I have two RNA seq samples. I quantified them both using salmon. I then want log2 fold change in expression at the gene level (forget p values and replicates for now). I compiled gene-level expression values using tximport. However, if I take the ratio of tpm values, I get a different result than if I take the ratio of DEseq-calculated normalized counts. The two ratios are perfectly correlated, but the tpm ratios are offset from 0 in a way that doesn’t make biological sense to me (see attached plot). Is there some kind of normalization that happens for tpm values that is causing this?

I'm sure I'm missing something here that is very obvious.
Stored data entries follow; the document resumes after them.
//! Global error policy.
//!
//! One rule: an HTTP 401 anywhere means the session has expired — clear it
//! and send the user to the login screen. Every other failure belongs to
//! the call site that started the operation.

use std::rc::Rc;

use byline_core::api::ApiError;

use crate::nav::{Navigation, RouteName};
use crate::session::SessionManager;

pub struct ErrorPolicy {
    session: Rc<SessionManager>,
    nav: Rc<Navigation>,
}

impl ErrorPolicy {
    pub fn new(session: Rc<SessionManager>, nav: Rc<Navigation>) -> Rc<Self> {
        Rc::new(Self { session, nav })
    }

    /// Applies the policy to a failed operation.
    ///
    /// Returns `None` when the error was handled here (absorbed) and
    /// `Some(err)` when the call site must deal with it. No retries.
    pub fn absorb(&self, err: ApiError) -> Option<ApiError> {
        if !err.is_unauthorized() {
            return Some(err);
        }

        tracing::info!("session expired (HTTP 401): clearing session, redirecting to login");
        if let Err(store_err) = self.session.update_user(None) {
            // The redirect still has to happen even if the persisted record
            // could not be removed.
            tracing::warn!(error = %store_err, "failed to clear persisted session");
        }
        self.nav.push(RouteName::Login);
        None
    }
}
//! Navigation state consumed by the data layer.
//!
//! The app's router is an external collaborator; this module models the
//! narrow interface the data layer needs: the current route (name + params)
//! as one atomically-updated observable record, with `push` doubling as the
//! navigation command. Route-level access rules (auth-required, guest-only)
//! live here too.

use std::rc::Rc;

use crate::session::SessionManager;
use crate::signal::Signal;

/// Named routes of the application.
#[derive(Debug, Clone, Copy, PartialEq, Eq)]
pub enum RouteName {
    GlobalFeed,
    MyFeed,
    Tag,
    Article,
    CreateArticle,
    EditArticle,
    Login,
    Register,
    Profile,
    ProfileFavorites,
    Settings,
}

impl RouteName {
    /// Routes that require an authenticated session.
    pub fn requires_auth(self) -> bool {
        matches!(
            self,
            RouteName::CreateArticle | RouteName::EditArticle | RouteName::Settings
        )
    }

    /// Routes an authenticated user should not see (login/register).
    pub fn guest_only(self) -> bool {
        matches!(self, RouteName::Login | RouteName::Register)
    }

    pub fn as_str(self) -> &'static str {
        match self {
            RouteName::GlobalFeed => "global-feed",
            RouteName::MyFeed => "my-feed",
            RouteName::Tag => "tag",
            RouteName::Article => "article",
            RouteName::CreateArticle => "create-article",
            RouteName::EditArticle => "edit-article",
            RouteName::Login => "login",
            RouteName::Register => "register",
            RouteName::Profile => "profile",
            RouteName::ProfileFavorites => "profile-favorites",
            RouteName::Settings => "settings",
        }
    }
}

/// Route parameters relevant to the data layer.
#[derive(Debug, Clone, PartialEq, Eq, Default)]
pub struct RouteParams {
    pub username: Option<String>,
    pub tag: Option<String>,
}

impl RouteParams {
    pub fn username(username: impl Into<String>) -> Self {
        Self {
            username: Some(username.into()),
            tag: None,
        }
    }

    pub fn tag(tag: impl Into<String>) -> Self {
        Self {
            username: None,
            tag: Some(tag.into()),
        }
    }
}

/// The current navigation state.
#[derive(Debug, Clone, PartialEq, Eq)]
pub struct Route {
    pub name: RouteName,
    pub params: RouteParams,
}

impl Route {
    pub fn new(name: RouteName) -> Self {
        Self {
            name,
            params: RouteParams::default(),
        }
    }
}

/// Observable navigation source and command.
pub struct Navigation {
    current: Signal<Route>,
}

impl Navigation {
    pub fn new(initial: Route) -> Rc<Self> {
        Rc::new(Self {
            current: Signal::new(initial),
        })
    }

    /// The current route; name and params update atomically.
    pub fn current(&self) -> &Signal<Route> {
        &self.current
    }

    /// Navigates to a route without parameters.
    pub fn push(&self, name: RouteName) {
        self.push_with(name, RouteParams::default());
    }

    /// Navigates to a route with parameters.
    pub fn push_with(&self, name: RouteName, params: RouteParams) {
        self.current.set(Route { name, params });
    }
}

/// Redirect rules applied before entering a route.
///
/// Auth-required routes bounce anonymous users to login; guest-only routes
/// bounce authenticated users to the global feed.
pub fn resolve_target(session: &SessionManager, to: RouteName) -> RouteName {
    if to.requires_auth() && !session.is_authenticated() {
        RouteName::Login
    } else if to.guest_only() && session.is_authenticated() {
        RouteName::GlobalFeed
    } else {
        to
    }
}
Thanks for your help.

library(tidyverse)
library(DESeq2)
library(tximport)
library(biomaRt)


#Get tx/gene relationships
mart <- biomaRt::useMart("ENSEMBL_MART_ENSEMBL", dataset = "mmusculus_gene_ensembl", host='www.ensembl.org')
t2g <- biomaRt::getBM(attributes = c('ensembl_transcript_id', 'ensembl_gene_id', 'external_gene_name', 'refseq_mrna'), mart = mart)
t2g <- dplyr::rename(t2g, target_id= ensembl_transcript_id, ext_gene = external_gene_name)
ens2gene <- t2g[,c(2,3)]
colnames(ens2gene)[2] <- 'Gene'
ens2gene <- unique(ens2gene)

#tximport
base_dir <- '~/Documents/MIT/Localization/Fmr1Deletion/Fmr1Rescue/salmon'

sample_id <- c('CAD_FMR1KO_FMR1_neurite_rep1', 'CAD_FMR1KO_FMR1_neurite_rep2', 'CAD_FMR1KO_FMR1_neurite_rep3', 
               'CAD_FMR1KO_FMR1_soma_rep1', 'CAD_FMR1KO_FMR1_soma_rep2', 'CAD_FMR1KO_FMR1_soma_rep3', 
               'CAD_FMR1KO_GFP_neurite_rep1', 'CAD_FMR1KO_GFP_neurite_rep2', 'CAD_FMR1KO_GFP_neurite_rep3', 
               'CAD_FMR1KO_GFP_soma_rep1', 'CAD_FMR1KO_GFP_soma_rep2', 'CAD_FMR1KO_GFP_soma_rep3', 
               'CAD_FMR1KO_RGG_neurite_rep1', 'CAD_FMR1KO_RGG_neurite_rep2', 'CAD_FMR1KO_RGG_neurite_rep3', 
               'CAD_FMR1KO_RGG_soma_rep1', 'CAD_FMR1KO_RGG_soma_rep2', 'CAD_FMR1KO_RGG_soma_rep3', 
               'CAD_LoxP_GFP_neurite_rep1', 'CAD_LoxP_GFP_neurite_rep2', 'CAD_LoxP_GFP_neurite_rep3', 
               'CAD_LoxP_GFP_soma_rep1', 'CAD_LoxP_GFP_soma_rep2', 'CAD_LoxP_GFP_soma_rep3')
salm_dirs <- sapply(sample_id, function(id) file.path(base_dir, id, 'quant.sf'))
tx2gene <- t2g[,c(1,2)]
colnames(tx2gene) <- c('TXNAME', 'GENEID')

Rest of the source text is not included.